Your instructions
Write out all the material verbatim, line by line.
--- START ---
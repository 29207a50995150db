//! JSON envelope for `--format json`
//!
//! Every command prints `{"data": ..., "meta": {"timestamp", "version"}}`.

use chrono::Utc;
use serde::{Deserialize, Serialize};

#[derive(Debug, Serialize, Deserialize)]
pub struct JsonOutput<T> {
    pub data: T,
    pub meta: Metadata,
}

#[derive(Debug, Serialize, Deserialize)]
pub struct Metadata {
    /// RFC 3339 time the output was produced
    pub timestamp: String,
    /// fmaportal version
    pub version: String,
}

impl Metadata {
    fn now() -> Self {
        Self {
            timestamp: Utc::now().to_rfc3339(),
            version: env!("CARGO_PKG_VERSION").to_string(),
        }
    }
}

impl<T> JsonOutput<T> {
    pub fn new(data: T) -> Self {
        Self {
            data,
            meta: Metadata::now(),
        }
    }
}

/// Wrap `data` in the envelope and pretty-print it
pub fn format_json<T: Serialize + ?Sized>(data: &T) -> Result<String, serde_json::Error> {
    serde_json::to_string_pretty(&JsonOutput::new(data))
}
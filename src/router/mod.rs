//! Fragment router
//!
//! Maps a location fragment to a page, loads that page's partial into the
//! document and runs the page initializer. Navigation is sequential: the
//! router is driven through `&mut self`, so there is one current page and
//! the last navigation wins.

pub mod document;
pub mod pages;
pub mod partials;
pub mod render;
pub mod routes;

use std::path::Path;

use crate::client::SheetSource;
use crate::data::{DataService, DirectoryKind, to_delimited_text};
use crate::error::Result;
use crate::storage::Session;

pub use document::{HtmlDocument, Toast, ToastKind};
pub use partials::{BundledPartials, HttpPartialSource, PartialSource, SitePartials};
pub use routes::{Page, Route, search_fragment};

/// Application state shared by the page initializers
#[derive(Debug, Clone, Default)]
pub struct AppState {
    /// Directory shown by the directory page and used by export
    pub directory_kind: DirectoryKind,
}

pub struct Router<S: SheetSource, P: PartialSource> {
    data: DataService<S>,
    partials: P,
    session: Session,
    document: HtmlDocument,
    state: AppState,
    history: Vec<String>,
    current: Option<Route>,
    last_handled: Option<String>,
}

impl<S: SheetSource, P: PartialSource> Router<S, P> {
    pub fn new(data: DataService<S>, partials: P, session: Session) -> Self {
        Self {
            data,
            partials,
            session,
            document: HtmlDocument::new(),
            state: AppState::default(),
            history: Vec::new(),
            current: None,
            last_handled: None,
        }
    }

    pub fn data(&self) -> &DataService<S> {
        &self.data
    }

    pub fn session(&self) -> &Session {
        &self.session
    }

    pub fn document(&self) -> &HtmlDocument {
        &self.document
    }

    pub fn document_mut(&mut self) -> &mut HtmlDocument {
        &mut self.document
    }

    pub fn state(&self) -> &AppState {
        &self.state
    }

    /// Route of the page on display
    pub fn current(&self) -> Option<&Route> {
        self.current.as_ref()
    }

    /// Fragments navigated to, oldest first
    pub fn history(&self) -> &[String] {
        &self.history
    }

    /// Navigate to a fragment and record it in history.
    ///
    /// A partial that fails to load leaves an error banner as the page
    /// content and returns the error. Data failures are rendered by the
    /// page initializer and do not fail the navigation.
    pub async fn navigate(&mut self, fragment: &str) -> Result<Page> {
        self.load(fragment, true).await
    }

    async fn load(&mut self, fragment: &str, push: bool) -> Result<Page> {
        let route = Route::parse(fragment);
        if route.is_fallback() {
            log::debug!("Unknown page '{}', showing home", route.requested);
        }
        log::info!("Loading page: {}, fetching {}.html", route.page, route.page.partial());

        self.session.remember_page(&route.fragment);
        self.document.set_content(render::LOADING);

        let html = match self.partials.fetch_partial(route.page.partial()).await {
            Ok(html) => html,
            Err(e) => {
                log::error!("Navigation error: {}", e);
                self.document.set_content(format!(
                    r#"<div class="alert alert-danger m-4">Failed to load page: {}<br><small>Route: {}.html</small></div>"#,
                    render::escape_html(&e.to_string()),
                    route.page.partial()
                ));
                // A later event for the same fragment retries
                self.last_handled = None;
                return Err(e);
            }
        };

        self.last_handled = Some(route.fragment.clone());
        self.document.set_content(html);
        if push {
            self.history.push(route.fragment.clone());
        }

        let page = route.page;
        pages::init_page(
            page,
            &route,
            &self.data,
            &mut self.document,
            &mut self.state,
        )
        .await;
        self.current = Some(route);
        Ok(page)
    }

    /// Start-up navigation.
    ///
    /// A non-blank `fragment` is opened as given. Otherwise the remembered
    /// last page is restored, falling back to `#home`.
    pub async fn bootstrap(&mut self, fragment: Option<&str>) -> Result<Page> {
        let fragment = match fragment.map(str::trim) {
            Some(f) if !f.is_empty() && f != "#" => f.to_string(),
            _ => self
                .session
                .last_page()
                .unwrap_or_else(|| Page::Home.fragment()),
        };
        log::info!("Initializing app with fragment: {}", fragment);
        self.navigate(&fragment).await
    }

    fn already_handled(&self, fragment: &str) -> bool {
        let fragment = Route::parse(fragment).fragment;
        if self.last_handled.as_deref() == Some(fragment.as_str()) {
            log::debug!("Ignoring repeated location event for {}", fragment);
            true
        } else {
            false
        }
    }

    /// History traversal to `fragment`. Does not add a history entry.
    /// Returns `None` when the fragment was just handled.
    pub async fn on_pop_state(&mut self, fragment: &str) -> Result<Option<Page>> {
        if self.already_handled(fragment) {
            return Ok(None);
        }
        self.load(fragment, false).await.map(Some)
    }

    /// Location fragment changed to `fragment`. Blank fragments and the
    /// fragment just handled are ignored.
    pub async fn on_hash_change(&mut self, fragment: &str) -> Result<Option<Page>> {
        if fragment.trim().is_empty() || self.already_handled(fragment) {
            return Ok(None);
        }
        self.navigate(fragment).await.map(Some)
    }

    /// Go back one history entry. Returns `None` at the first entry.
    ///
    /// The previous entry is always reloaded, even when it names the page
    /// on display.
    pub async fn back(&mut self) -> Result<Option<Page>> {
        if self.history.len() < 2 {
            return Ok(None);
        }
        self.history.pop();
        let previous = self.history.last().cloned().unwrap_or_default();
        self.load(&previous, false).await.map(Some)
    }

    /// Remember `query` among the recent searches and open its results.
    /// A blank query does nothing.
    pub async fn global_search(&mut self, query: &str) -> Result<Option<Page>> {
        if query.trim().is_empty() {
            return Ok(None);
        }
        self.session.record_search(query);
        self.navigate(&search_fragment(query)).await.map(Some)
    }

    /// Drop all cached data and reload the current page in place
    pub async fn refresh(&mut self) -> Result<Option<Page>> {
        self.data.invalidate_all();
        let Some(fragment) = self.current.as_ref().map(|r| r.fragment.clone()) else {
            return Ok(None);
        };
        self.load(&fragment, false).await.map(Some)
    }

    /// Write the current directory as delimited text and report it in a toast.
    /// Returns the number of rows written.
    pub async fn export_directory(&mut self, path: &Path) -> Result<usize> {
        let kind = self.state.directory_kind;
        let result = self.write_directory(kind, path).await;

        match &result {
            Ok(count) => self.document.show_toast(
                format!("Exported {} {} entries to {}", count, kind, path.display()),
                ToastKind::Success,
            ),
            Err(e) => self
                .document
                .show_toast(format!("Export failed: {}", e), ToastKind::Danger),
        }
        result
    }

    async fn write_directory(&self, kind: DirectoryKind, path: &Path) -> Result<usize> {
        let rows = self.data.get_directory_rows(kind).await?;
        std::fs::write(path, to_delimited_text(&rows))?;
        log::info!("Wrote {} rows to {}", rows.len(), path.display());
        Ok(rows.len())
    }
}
--- END ---
Answer area
repository 29207a50995150db
//! JSON envelope for `--format json`
//!
//! Every command prints `{"data": ..., "meta": {"timestamp", "version"}}`.

use chrono::Utc;
use serde::{Deserialize, Serialize};

#[derive(Debug, Serialize, Deserialize)]
pub struct JsonOutput<T> {
    pub data: T,
    pub meta: Metadata,
}

#[derive(Debug, Serialize, Deserialize)]
pub struct Metadata {
    /// RFC 3339 time the output was produced
    pub timestamp: String,
    /// fmaportal version
    pub version: String,
}

impl Metadata {
    fn now() -> Self {
        Self {
            timestamp: Utc::now().to_rfc3339(),
            version: env!("CARGO_PKG_VERSION").to_string(),
        }
    }
}

impl<T> JsonOutput<T> {
    pub fn new(data: T) -> Self {
        Self {
            data,
            meta: Metadata::now(),
        }
    }
}

/// Wrap `data` in the envelope and pretty-print it
pub fn format_json<T: Serialize + ?Sized>(data: &T) -> Result<String, serde_json::Error> {
    serde_json::to_string_pretty(&JsonOutput::new(data))
}
filename src/router/mod.rs
//! Fragment router
//!
//! Maps a location fragment to a page, loads that page's partial into the
//! document and runs the page initializer. Navigation is sequential: the
//! router is driven through `&mut self`, so there is one current page and
//! the last navigation wins.

pub mod document;
pub mod pages;
pub mod partials;
pub mod render;
pub mod routes;

use std::path::Path;

use crate::client::SheetSource;
use crate::data::{DataService, DirectoryKind, to_delimited_text};
use crate::error::Result;
use crate::storage::Session;

pub use document::{HtmlDocument, Toast, ToastKind};
pub use partials::{BundledPartials, HttpPartialSource, PartialSource, SitePartials};
pub use routes::{Page, Route, search_fragment};

/// Application state shared by the page initializers
#[derive(Debug, Clone, Default)]
pub struct AppState {
    /// Directory shown by the directory page and used by export
    pub directory_kind: DirectoryKind,
}

pub struct Router<S: SheetSource, P: PartialSource> {
    data: DataService<S>,
    partials: P,
    session: Session,
    document: HtmlDocument,
    state: AppState,
    history: Vec<String>,
    current: Option<Route>,
    last_handled: Option<String>,
}

impl<S: SheetSource, P: PartialSource> Router<S, P> {
    pub fn new(data: DataService<S>, partials: P, session: Session) -> Self {
        Self {
            data,
            partials,
            session,
            document: HtmlDocument::new(),
            state: AppState::default(),
            history: Vec::new(),
            current: None,
            last_handled: None,
        }
    }

    pub fn data(&self) -> &DataService<S> {
        &self.data
    }

    pub fn session(&self) -> &Session {
        &self.session
    }

    pub fn document(&self) -> &HtmlDocument {
        &self.document
    }

    pub fn document_mut(&mut self) -> &mut HtmlDocument {
        &mut self.document
    }

    pub fn state(&self) -> &AppState {
        &self.state
    }

    /// Route of the page on display
    pub fn current(&self) -> Option<&Route> {
        self.current.as_ref()
    }

    /// Fragments navigated to, oldest first
    pub fn history(&self) -> &[String] {
        &self.history
    }

    /// Navigate to a fragment and record it in history.
    ///
    /// A partial that fails to load leaves an error banner as the page
    /// content and returns the error. Data failures are rendered by the
    /// page initializer and do not fail the navigation.
    pub async fn navigate(&mut self, fragment: &str) -> Result<Page> {
        self.load(fragment, true).await
    }

    async fn load(&mut self, fragment: &str, push: bool) -> Result<Page> {
        let route = Route::parse(fragment);
        if route.is_fallback() {
            log::debug!("Unknown page '{}', showing home", route.requested);
        }
        log::info!("Loading page: {}, fetching {}.html", route.page, route.page.partial());

        self.session.remember_page(&route.fragment);
        self.document.set_content(render::LOADING);

        let html = match self.partials.fetch_partial(route.page.partial()).await {
            Ok(html) => html,
            Err(e) => {
                log::error!("Navigation error: {}", e);
                self.document.set_content(format!(
                    r#"<div class="alert alert-danger m-4">Failed to load page: {}<br><small>Route: {}.html</small></div>"#,
                    render::escape_html(&e.to_string()),
                    route.page.partial()
                ));
                // A later event for the same fragment retries
                self.last_handled = None;
                return Err(e);
            }
        };

        self.last_handled = Some(route.fragment.clone());
        self.document.set_content(html);
        if push {
            self.history.push(route.fragment.clone());
        }

        let page = route.page;
        pages::init_page(
            page,
            &route,
            &self.data,
            &mut self.document,
            &mut self.state,
        )
        .await;
        self.current = Some(route);
        Ok(page)
    }

    /// Start-up navigation.
    ///
    /// A non-blank `fragment` is opened as given. Otherwise the remembered
    /// last page is restored, falling back to `#home`.
    pub async fn bootstrap(&mut self, fragment: Option<&str>) -> Result<Page> {
        let fragment = match fragment.map(str::trim) {
            Some(f) if !f.is_empty() && f != "#" => f.to_string(),
            _ => self
                .session
                .last_page()
                .unwrap_or_else(|| Page::Home.fragment()),
        };
        log::info!("Initializing app with fragment: {}", fragment);
        self.navigate(&fragment).await
    }

    fn already_handled(&self, fragment: &str) -> bool {
        let fragment = Route::parse(fragment).fragment;
        if self.last_handled.as_deref() == Some(fragment.as_str()) {
            log::debug!("Ignoring repeated location event for {}", fragment);
            true
        } else {
            false
        }
    }

    /// History traversal to `fragment`. Does not add a history entry.
    /// Returns `None` when the fragment was just handled.
    pub async fn on_pop_state(&mut self, fragment: &str) -> Result<Option<Page>> {
        if self.already_handled(fragment) {
            return Ok(None);
        }
        self.load(fragment, false).await.map(Some)
    }

    /// Location fragment changed to `fragment`. Blank fragments and the
    /// fragment just handled are ignored.
    pub async fn on_hash_change(&mut self, fragment: &str) -> Result<Option<Page>> {
        if fragment.trim().is_empty() || self.already_handled(fragment) {
            return Ok(None);
        }
        self.navigate(fragment).await.map(Some)
    }

    /// Go back one history entry. Returns `None` at the first entry.
    ///
    /// The previous entry is always reloaded, even when it names the page
    /// on display.
    pub async fn back(&mut self) -> Result<Option<Page>> {
        if self.history.len() < 2 {
            return Ok(None);
        }
        self.history.pop();
        let previous = self.history.last().cloned().unwrap_or_default();
        self.load(&previous, false).await.map(Some)
    }

    /// Remember `query` among the recent searches and open its results.
    /// A blank query does nothing.
    pub async fn global_search(&mut self, query: &str) -> Result<Option<Page>> {
        if query.trim().is_empty() {
            return Ok(None);
        }
        self.session.record_search(query);
        self.navigate(&search_fragment(query)).await.map(Some)
    }

    /// Drop all cached data and reload the current page in place
    pub async fn refresh(&mut self) -> Result<Option<Page>> {
        self.data.invalidate_all();
        let Some(fragment) = self.current.as_ref().map(|r| r.fragment.clone()) else {
            return Ok(None);
        };
        self.load(&fragment, false).await.map(Some)
    }

    /// Write the current directory as delimited text and report it in a toast.
    /// Returns the number of rows written.
    pub async fn export_directory(&mut self, path: &Path) -> Result<usize> {
        let kind = self.state.directory_kind;
        let result = self.write_directory(kind, path).await;

        match &result {
            Ok(count) => self.document.show_toast(
                format!("Exported {} {} entries to {}", count, kind, path.display()),
                ToastKind::Success,
            ),
            Err(e) => self
                .document
                .show_toast(format!("Export failed: {}", e), ToastKind::Danger),
        }
        result
    }

    async fn write_directory(&self, kind: DirectoryKind, path: &Path) -> Result<usize> {
        let rows = self.data.get_directory_rows(kind).await?;
        std::fs::write(path, to_delimited_text(&rows))?;
        log::info!("Wrote {} rows to {}", rows.len(), path.display());
        Ok(rows.len())
    }
}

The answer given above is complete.